Los adjetivos sirven para mucho. A veces para ensalzar, otras para enmarcar. Hoy me sirven para protestar contra una decisión que considero:

Burda-Incorrecta-Brutal-Ladina-Inaudita-Obtusa-Torpe-Excesiva-Cínica-Acultural

Necia-Arbitraria-Confusa-Increible-Ofuscada-Nauseabunda-Artera-Letal


Todos esos adjetivos y muchos más se me han ocurrido, se me ocurren y se me ocurrirán.

Ay!
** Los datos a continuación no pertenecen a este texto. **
//! Router assembly.
//!
//! SYSTEM CONTEXT
//! ==============
//! This module stitches the host's own endpoints (`/healthz`,
//! `/api/client-config`) with Leptos SSR rendering and the `/pkg` assets
//! under a single Axum router. Everything else the browser needs comes from
//! the business API directly.

#[cfg(test)]
#[path = "routes_test.rs"]
mod routes_test;

use std::path::PathBuf;
use std::sync::Arc;

use axum::extract::State;
use axum::http::StatusCode;
use axum::routing::get;
use axum::{Json, Router};
use client::net::types::ClientConfig;
use leptos::prelude::*;
use leptos_axum::{LeptosRoutes, generate_route_list};
use tower_http::compression::CompressionLayer;
use tower_http::services::ServeDir;
use tower_http::trace::TraceLayer;

use crate::config::{ConfigError, ServerConfig};

/// Host-owned endpoints.
fn host_routes(client_config: ClientConfig) -> Router {
    Router::new()
        .route("/healthz", get(healthz))
        .route("/api/client-config", get(client_config_handler))
        .with_state(Arc::new(client_config))
}

/// Host endpoints + Leptos SSR + `/pkg` assets.
///
/// # Errors
///
/// Returns [`ConfigError::Leptos`] if the Leptos configuration cannot be
/// loaded.
pub fn app(config: &ServerConfig) -> Result<Router, ConfigError> {
    let conf = get_configuration(None).map_err(|e| ConfigError::Leptos(e.to_string()))?;
    let leptos_options = conf.leptos_options;
    let routes = generate_route_list(client::app::App);

    let leptos_router = Router::new()
        .leptos_routes(&leptos_options, routes, {
            let opts = leptos_options.clone();
            move || client::app::shell(opts.clone())
        })
        .with_state(leptos_options.clone());

    let site_root = config
        .asset_dir
        .clone()
        .unwrap_or_else(|| PathBuf::from(leptos_options.site_root.as_ref()));
    tracing::debug!(site_root = %site_root.display(), "serving /pkg");

    Ok(host_routes(config.client_config())
        .merge(leptos_router)
        .nest_service("/pkg", ServeDir::new(site_root.join("pkg")))
        .layer(CompressionLayer::new())
        .layer(TraceLayer::new_for_http()))
}

async fn healthz() -> StatusCode {
    StatusCode::OK
}

async fn client_config_handler(State(config): State<Arc<ClientConfig>>) -> Json<ClientConfig> {
    Json(config.as_ref().clone())
}
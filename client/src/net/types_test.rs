use super::*;

#[test]
fn client_config_defaults_to_relative_api() {
    assert_eq!(ClientConfig::default().api_base_url, "/api");
}

#[test]
fn user_role_defaults_to_empty_and_is_not_admin() {
    let user: User = serde_json::from_value(serde_json::json!({
        "id": "u1",
        "email": "ops@example.com",
        "name": "Ops"
    }))
    .expect("user");
    assert_eq!(user.role, "");
    assert!(!user.is_admin());
}

#[test]
fn login_response_parses_token_and_user() {
    let resp: LoginResponse = serde_json::from_value(serde_json::json!({
        "token": "a.b.c",
        "user": { "id": "u1", "email": "a@b.c", "name": "A", "role": "admin" }
    }))
    .expect("login response");
    assert_eq!(resp.token, "a.b.c");
    assert!(resp.user.is_admin());
}

#[test]
fn order_status_uses_lowercase_wire_names() {
    let status: OrderStatus = serde_json::from_str("\"shipped\"").expect("status");
    assert_eq!(status, OrderStatus::Shipped);
    assert_eq!(serde_json::to_string(&OrderStatus::Cancelled).expect("json"), "\"cancelled\"");
}

#[test]
fn only_unshipped_orders_can_be_cancelled() {
    assert!(OrderStatus::Pending.can_cancel());
    assert!(OrderStatus::Paid.can_cancel());
    assert!(!OrderStatus::Shipped.can_cancel());
    assert!(!OrderStatus::Delivered.can_cancel());
    assert!(!OrderStatus::Cancelled.can_cancel());
}

#[test]
fn discount_code_tolerates_missing_counters() {
    let code: DiscountCode = serde_json::from_value(serde_json::json!({
        "id": "d1",
        "code": "SPRING10",
        "percent_off": 10,
        "expires_at": null
    }))
    .expect("discount");
    assert!(!code.active);
    assert_eq!(code.usage_count, 0);
}

#[test]
fn new_discount_from_form_normalizes_input() {
    let payload = NewDiscountCode::from_form("  spring10 ", " 15 ", "").expect("valid");
    assert_eq!(payload.code, "SPRING10");
    assert_eq!(payload.percent_off, 15);
    assert_eq!(payload.expires_at, None);

    let dated = NewDiscountCode::from_form("SUMMER", "20", "2026-08-31").expect("valid");
    assert_eq!(dated.expires_at.as_deref(), Some("2026-08-31"));
}

#[test]
fn new_discount_from_form_rejects_bad_input() {
    assert!(NewDiscountCode::from_form("   ", "10", "").is_err());
    assert!(NewDiscountCode::from_form("HALF OFF", "50", "").is_err());
    assert!(NewDiscountCode::from_form("ZERO", "0", "").is_err());
    assert!(NewDiscountCode::from_form("TOO-MUCH", "101", "").is_err());
    assert!(NewDiscountCode::from_form("NAN", "ten", "").is_err());
}

#[test]
fn format_cents_renders_dollars() {
    assert_eq!(format_cents(0), "$0.00");
    assert_eq!(format_cents(1999), "$19.99");
    assert_eq!(format_cents(100_005), "$1000.05");
    assert_eq!(format_cents(-250), "-$2.50");
}
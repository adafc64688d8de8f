//! Login page: email + password against the business API.

#[cfg(test)]
#[path = "login_test.rs"]
mod login_test;

use leptos::prelude::*;
use leptos_router::NavigateOptions;
use leptos_router::hooks::use_navigate;

use crate::components::toast_host::use_toasts;
use crate::net::types::ClientConfig;
use crate::state::auth::AuthState;

#[component]
pub fn LoginPage() -> impl IntoView {
    let auth = expect_context::<RwSignal<AuthState>>();
    let config = expect_context::<RwSignal<ClientConfig>>();
    let toasts = use_toasts();
    let navigate = use_navigate();

    let email = RwSignal::new(String::new());
    let password = RwSignal::new(String::new());
    let busy = RwSignal::new(false);

    // Already signed in: nothing to do here.
    let navigate_home = navigate.clone();
    Effect::new(move || {
        if auth.with(|a| a.session.is_some()) {
            navigate_home("/", NavigateOptions::default());
        }
    });

    let on_submit = move |ev: leptos::ev::SubmitEvent| {
        ev.prevent_default();
        if busy.get_untracked() {
            return;
        }
        let (email_value, password_value) = match validate_login_input(&email.get_untracked(), &password.get_untracked()) {
            Ok(input) => input,
            Err(msg) => {
                toasts.warning("Cannot sign in", msg);
                return;
            }
        };
        busy.set(true);

        let client = auth.with_untracked(|a| a.client(&config.get_untracked()));
        #[cfg(feature = "hydrate")]
        leptos::task::spawn_local(async move {
            match client.login(&email_value, &password_value).await {
                Ok(resp) => {
                    let name = resp.user.name.clone();
                    auth.update(|a| a.sign_in(crate::util::session::Session { token: resp.token, user: resp.user }));
                    toasts.success(format!("Welcome back, {name}"));
                }
                Err(e) => {
                    log::warn!("login failed: {e}");
                    toasts.error("Sign-in failed", login_error_message(&e));
                }
            }
            let _ = busy.try_set(false);
        });
        #[cfg(not(feature = "hydrate"))]
        {
            let _ = (client, email_value, password_value);
            busy.set(false);
        }
    };

    view! {
        <div class="login-page">
            <div class="login-card">
                <h1>"Storefront Admin"</h1>
                <p class="login-card__subtitle">"Sign in with your staff account"</p>
                <form class="login-form" on:submit=on_submit>
                    <input
                        class="login-input"
                        type="email"
                        placeholder="you@example.com"
                        autocomplete="username"
                        prop:value=move || email.get()
                        on:input=move |ev| email.set(event_target_value(&ev))
                    />
                    <input
                        class="login-input"
                        type="password"
                        placeholder="Password"
                        autocomplete="current-password"
                        prop:value=move || password.get()
                        on:input=move |ev| password.set(event_target_value(&ev))
                    />
                    <button class="login-button" type="submit" disabled=move || busy.get()>
                        {move || if busy.get() { "Signing in..." } else { "Sign in" }}
                    </button>
                </form>
            </div>
        </div>
    }
}

fn validate_login_input(email: &str, password: &str) -> Result<(String, String), &'static str> {
    let email = email.trim();
    if email.is_empty() || password.is_empty() {
        return Err("Enter both email and password.");
    }
    if !email.contains('@') {
        return Err("Enter a valid email address.");
    }
    Ok((email.to_owned(), password.to_owned()))
}

#[cfg(any(test, feature = "hydrate"))]
fn login_error_message(err: &crate::net::api::ApiError) -> String {
    match err {
        crate::net::api::ApiError::Unauthorized => "Email or password is incorrect.".to_owned(),
        other => other.user_message(),
    }
}
use std::collections::HashSet;

use super::*;
use crate::components::toast_host::Toasts;
use notices::{Severity, ToastKind};

fn order(id: &str, status: OrderStatus) -> Order {
    Order {
        id: id.to_owned(),
        customer_email: "ada@example.com".to_owned(),
        status,
        total_cents: 4250,
        item_count: 3,
        created_at: "2026-01-02T10:00:00Z".to_owned(),
    }
}

#[test]
fn cancel_question_is_a_danger_confirmation_naming_the_order() {
    let q = cancel_question(&order("ord-7", OrderStatus::Paid));
    assert_eq!(q.severity, Severity::Danger);
    assert_eq!(q.title.as_deref(), Some("Cancel order?"));
    assert_eq!(q.confirm_label, "Cancel order");
    assert_eq!(q.cancel_label, "Keep order");
    assert!(q.message.contains("ord-7"));
    assert!(q.message.contains("ada@example.com"));
    assert!(q.message.contains("$42.50"));
}

#[test]
fn replace_order_swaps_matching_entry_in_place() {
    let mut list = vec![order("a", OrderStatus::Pending), order("b", OrderStatus::Paid)];
    assert!(replace_order(&mut list, order("b", OrderStatus::Cancelled)));
    assert_eq!(list[0].status, OrderStatus::Pending);
    assert_eq!(list[1].status, OrderStatus::Cancelled);
    assert_eq!(list.len(), 2);
}

#[test]
fn replace_order_ignores_unknown_id() {
    let mut list = vec![order("a", OrderStatus::Pending)];
    assert!(!replace_order(&mut list, order("zzz", OrderStatus::Cancelled)));
    assert_eq!(list, vec![order("a", OrderStatus::Pending)]);
}

#[test]
fn status_class_uses_lowercase_modifier() {
    assert_eq!(status_class(OrderStatus::Shipped), "order-status order-status--shipped");
    assert_eq!(status_class(OrderStatus::Cancelled), "order-status order-status--cancelled");
}

#[test]
fn order_key_changes_with_status() {
    let pending = order("ord-1", OrderStatus::Pending);
    let cancelled = order("ord-1", OrderStatus::Cancelled);
    let keys: HashSet<_> = [order_key(&pending), order_key(&cancelled), order_key(&pending)].into_iter().collect();
    assert_eq!(keys.len(), 2);
    assert!(keys.contains(&("ord-1".to_owned(), OrderStatus::Cancelled)));
}

#[test]
fn cancel_in_flight_allows_first_cancel_silently() {
    let owner = Owner::new();
    owner.with(|| {
        let toasts = Toasts::new();
        let busy_id = RwSignal::new(None::<String>);
        assert!(!cancel_in_flight(busy_id, toasts));
        assert!(toasts.active().is_empty());
    });
}

#[test]
fn cancel_in_flight_blocks_second_cancel_with_notice() {
    let owner = Owner::new();
    owner.with(|| {
        let toasts = Toasts::new();
        let busy_id = RwSignal::new(Some("ord-1".to_owned()));
        assert!(cancel_in_flight(busy_id, toasts));
        let active = toasts.active();
        assert_eq!(active.len(), 1);
        assert_eq!(active[0].kind, ToastKind::Info);
        assert_eq!(active[0].title, "Another cancellation is in progress");
    });
}
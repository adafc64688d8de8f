//! Reusable UI component modules.
//!
//! SYSTEM CONTEXT
//! ==============
//! Components render app chrome and the notification surfaces while
//! reading/writing shared state from Leptos context providers.

pub mod confirm_dialog;
pub mod nav_bar;
pub mod toast_host;
//! Root application component with routing and context providers.

use leptos::prelude::*;
use leptos_meta::{MetaTags, Stylesheet, Title, provide_meta_context};
use leptos_router::{
    StaticSegment,
    components::{Route, Router, Routes},
};

use crate::components::confirm_dialog::ConfirmProvider;
use crate::components::nav_bar::NavBar;
use crate::components::toast_host::ToastProvider;
use crate::net::types::ClientConfig;
use crate::pages::{discounts::DiscountsPage, login::LoginPage, orders::OrdersPage};
use crate::state::{auth::AuthState, ui::UiState};
use crate::util::theme;

/// HTML shell rendered on the server for SSR + hydration.
pub fn shell(options: LeptosOptions) -> impl IntoView {
    view! {
        <!DOCTYPE html>
        <html lang="en">
            <head>
                <meta charset="utf-8"/>
                <meta name="viewport" content="width=device-width, initial-scale=1"/>
                <AutoReload options=options.clone()/>
                <HydrationScripts options/>
                <MetaTags/>
            </head>
            <body>
                <App/>
            </body>
        </html>
    }
}

/// Root application component.
///
/// Provides shared state contexts, mounts the toast and confirmation
/// providers around every route, and sets up client-side routing.
#[component]
pub fn App() -> impl IntoView {
    provide_meta_context();

    // Auth starts in the loading state so route guards wait for the stored
    // session to be restored in the browser.
    let auth = RwSignal::new(AuthState { session: None, loading: true });
    let ui = RwSignal::new(UiState::default());
    let config = RwSignal::new(ClientConfig::default());

    provide_context(auth);
    provide_context(ui);
    provide_context(config);

    // Effects only run in the browser.
    Effect::new(move || {
        auth.set(AuthState::restore());
        let preferred = theme::read_preference();
        theme::apply(preferred);
        ui.update(|u| u.theme = preferred);

        #[cfg(feature = "hydrate")]
        leptos::task::spawn_local(async move {
            match crate::net::api::fetch_client_config().await {
                Ok(fetched) => config.set(fetched),
                Err(e) => log::warn!("using default client config: {e}"),
            }
        });
    });

    view! {
        <Stylesheet id="leptos" href="/pkg/storefront.css"/>
        <Title text="Storefront Admin"/>

        <ToastProvider>
            <ConfirmProvider>
                <Router>
                    <NavBar/>
                    <main class="app-main">
                        <Routes fallback=|| "Page not found.".into_view()>
                            <Route path=StaticSegment("login") view=LoginPage/>
                            <Route path=StaticSegment("") view=OrdersPage/>
                            <Route path=StaticSegment("discounts") view=DiscountsPage/>
                        </Routes>
                    </main>
                </Router>
            </ConfirmProvider>
        </ToastProvider>
    }
}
Cuánta desazón!




15 comentarios:

macgo dijo...

Pues a no ser Injusta, creo que no te has dejado ninguno.

6 de mayo de 2010, 7:27
Felipe dijo...

Vengo de casa de Rafa y tu pones la la música triste

Hay que joderse con esta tropa


Buen día,olvido de adjetivos y al curro para comernos las lentejas.
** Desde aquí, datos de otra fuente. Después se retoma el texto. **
//! Networking modules for the business REST API.
//!
//! SYSTEM CONTEXT
//! ==============
//! `api` handles REST calls and error mapping; `types` defines the JSON
//! schema shared with the API.

pub mod api;
pub mod types;
//! Confirmation provider, context handle, and modal.
//!
//! SYSTEM CONTEXT
//! ==============
//! Pages ask yes/no questions with `use_confirm().ask(options).await` instead
//! of each owning a modal flag. `ConfirmProvider` owns the single
//! `ConfirmBroker` and renders its pending request; backdrop clicks and
//! Escape answer `false`.

#[cfg(test)]
#[path = "confirm_dialog_test.rs"]
mod confirm_dialog_test;

use leptos::prelude::*;
use notices::{ConfirmBroker, ConfirmOptions, Confirmation, Severity};

/// Handle to the app's confirmation broker.
#[derive(Clone, Copy)]
pub struct Confirm {
    broker: RwSignal<ConfirmBroker>,
}

impl Confirm {
    pub(crate) fn new() -> Self {
        Self { broker: RwSignal::new(ConfirmBroker::new()) }
    }

    /// Ask the user; the future yields `true` only on explicit confirmation.
    ///
    /// Once the provider has been torn down this answers `false` immediately.
    pub fn ask(&self, options: ConfirmOptions) -> Confirmation {
        self.broker
            .try_update(|broker| broker.request(options))
            .unwrap_or_else(|| Confirmation::settled(false))
    }

    /// Answer the pending question, if any.
    pub fn resolve(&self, answer: bool) {
        self.broker.try_update(|broker| {
            broker.resolve(answer);
        });
    }

    pub fn cancel(&self) {
        self.resolve(false);
    }

    /// The question currently on screen. Tracked.
    pub fn current(&self) -> Option<ConfirmOptions> {
        self.broker.with(|broker| broker.pending().cloned())
    }

    pub fn is_open_untracked(&self) -> bool {
        self.broker.with_untracked(ConfirmBroker::is_pending)
    }
}

/// Fetch the confirmation handle from context.
///
/// # Panics
///
/// Panics when called outside a [`ConfirmProvider`].
pub fn use_confirm() -> Confirm {
    expect_context::<Confirm>()
}

/// Provides [`Confirm`] to `children` and renders the modal after them.
#[component]
pub fn ConfirmProvider(children: Children) -> impl IntoView {
    let confirm = Confirm::new();
    provide_context(confirm);

    #[cfg(feature = "hydrate")]
    {
        let handle = window_event_listener(leptos::ev::keydown, move |ev| {
            if ev.key() == "Escape" && confirm.is_open_untracked() {
                ev.prevent_default();
                confirm.cancel();
            }
        });
        on_cleanup(move || handle.remove());
    }

    view! {
        {children()}
        {move || confirm.current().map(|options| view! { <ConfirmModal confirm=confirm options=options/> })}
    }
}

#[component]
fn ConfirmModal(confirm: Confirm, options: ConfirmOptions) -> impl IntoView {
    let ConfirmOptions { title, message, confirm_label, cancel_label, severity } = options;

    view! {
        <div class="dialog-backdrop" on:click=move |_| confirm.cancel()>
            <div
                class="dialog confirm-dialog"
                role="alertdialog"
                aria-modal="true"
                on:click=move |ev| ev.stop_propagation()
            >
                {title.map(|t| view! { <h2 class="confirm-dialog__title">{t}</h2> })}
                <p class=message_class(severity)>{message}</p>
                <div class="dialog__actions">
                    <button class="btn" on:click=move |_| confirm.cancel()>
                        {cancel_label}
                    </button>
                    <button class=confirm_button_class(severity) on:click=move |_| confirm.resolve(true)>
                        {confirm_label}
                    </button>
                </div>
            </div>
        </div>
    }
}

fn confirm_button_class(severity: Severity) -> &'static str {
    match severity {
        Severity::Danger => "btn btn--danger",
        Severity::Warning => "btn btn--warning",
        Severity::Info => "btn btn--primary",
    }
}

fn message_class(severity: Severity) -> String {
    format!("confirm-dialog__message confirm-dialog__message--{}", severity.as_str())
}
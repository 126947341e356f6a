use thiserror::Error;

use crate::parser::Rule;

/// Malformed specification, reported once when a [`Program`](crate::Program) is built
#[derive(Error, Debug)]
pub enum SpecError {
    #[error("invalid pattern \"{pattern}\": {source}")]
    Pattern {
        pattern: String,
        #[source]
        source: Box<pest::error::Error<Rule>>,
    },

    #[error("variadic token \"{name}\" must be the last token in \"{pattern}\"")]
    VariadicNotLast { pattern: String, name: String },

    #[error("token \"{name}\" appears more than once in \"{pattern}\"")]
    DuplicateToken { pattern: String, name: String },

    #[error("flag \"{flag}\" of \"{pattern}\" is already used by another option")]
    DuplicateFlag { pattern: String, flag: String },

    #[error("option \"{pattern}\" cannot contain the keyword \"{name}\"")]
    LiteralInOption { pattern: String, name: String },

    #[error("command \"{pattern}\" has no action")]
    MissingAction { pattern: String },

    #[error("program \"{program}\" has no commands")]
    NoCommands { program: String },
}

impl SpecError {
    pub(crate) fn pattern(pattern: &str, source: pest::error::Error<Rule>) -> Self {
        SpecError::Pattern {
            pattern: pattern.to_owned(),
            source: Box::new(source),
        }
    }
}

/// Process-facing error: no command accepted the arguments
#[derive(Error, Debug, Clone, PartialEq, Eq)]
pub enum CliError {
    #[error("{program}: no command matched the arguments\n{report}")]
    NoMatchingCommand { program: String, report: String },
}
Quien no tiene cabeza no tiene corazón

Besos

6 de mayo de 2010, 7:30
Dean dijo...

A este paso nos vamos a tener que conformar con la wikipedia.
Un saludo.

6 de mayo de 2010, 7:30
RGAlmazán dijo...

Pues sí, se podrían poner más adjetivos, muchos más, todos los negativos. Ha sido un golpe bajo a la cultura, y duele.
Besos.

Salud y República

6 de mayo de 2010, 8:21
Txema dijo...

Me sumo a vuestra desazón.

6 de mayo de 2010, 10:39
Dilaida dijo...

A pesar de todos los adjetivos que les pones creo que te quedas corta, pero a mi tampoco se me ocurren más.
Bicos

6 de mayo de 2010, 15:04
sara dijo...

Tienes tanta razón..sin comentarios.

Buen artículo, Carmen!!

besos y abrazos de tu niña gallega, esta que te quiere tanto

Sara

6 de mayo de 2010, 15:36
Lakacerola dijo...

¿Y éste es el gobierno que dice que para salir de la crisis hay que apostar por I+D y por más formación y preparación desde las aulas?
País éste!!!
Un abrazo.

6 de mayo de 2010, 16:11
Cosechadel66.es dijo...

Alucino....

Con la boca abierta, me he quedado.

Carpe Diem

6 de mayo de 2010, 17:16
__MARÍA__ dijo...

Ahí estamos, lamiéndonos las heridas, porque como dice Rafa, nos ha hecho mucha pupa.

Besos

6 de mayo de 2010, 17:19
mariajesusparadela dijo...

Si pones Biblioteca Nacional de Sinde y Cia, puedes añadir unos cuantos adjetivos más y seguro que no sobran.

6 de mayo de 2010, 17:43
Pau Llanes dijo...

Hace unas semanas que voy leyendo este blog y tus propuestas con interés. Llegué aquí de casualidad, es un decir, siguiendo el rastro de alguien que había escrito un hermoso pensamiento en mi blog dormido confesándome su entusiasmo al “encontrarme”… Aun sonámbulo agradecí sus palabras entre otros modos leyendo sus textos y de paso siguiendo sus rastros en otros blogs ajenos. Así llegué al tuyo y me quedé un rato… Hoy, lejos, recién llegado a México en donde me quedare unos meses vagamundeando, me decido a escribirte algo…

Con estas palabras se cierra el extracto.